» Extracted data:
● ● ● ●

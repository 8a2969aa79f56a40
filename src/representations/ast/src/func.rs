use crate::{Instr, Term, Type};
use source_files::Source;

/// A function definition, or a declaration when it has no blocks.
#[derive(Clone, Debug)]
pub struct Func {
    pub name: String,
    pub return_type: Type,
    pub params: Vec<Param>,
    pub is_variadic: bool,
    pub blocks: Vec<BasicBlock>,
    pub source: Source,
}

impl Func {
    pub fn is_declaration(&self) -> bool {
        self.blocks.is_empty()
    }
}

#[derive(Clone, Debug)]
pub struct Param {
    pub name: Option<String>,
    pub ty: Type,
    pub source: Source,
}

#[derive(Clone, Debug)]
pub struct BasicBlock {
    pub name: Option<String>,
    pub instrs: Vec<Instr>,
    pub term: Option<Term>,
    pub source: Source,
}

● ● ● ●

» Assignment: Copy, from the material above, each line in which the string "struct" occurs.

» Written reply:
pub struct Func {
pub struct Param {
pub struct BasicBlock {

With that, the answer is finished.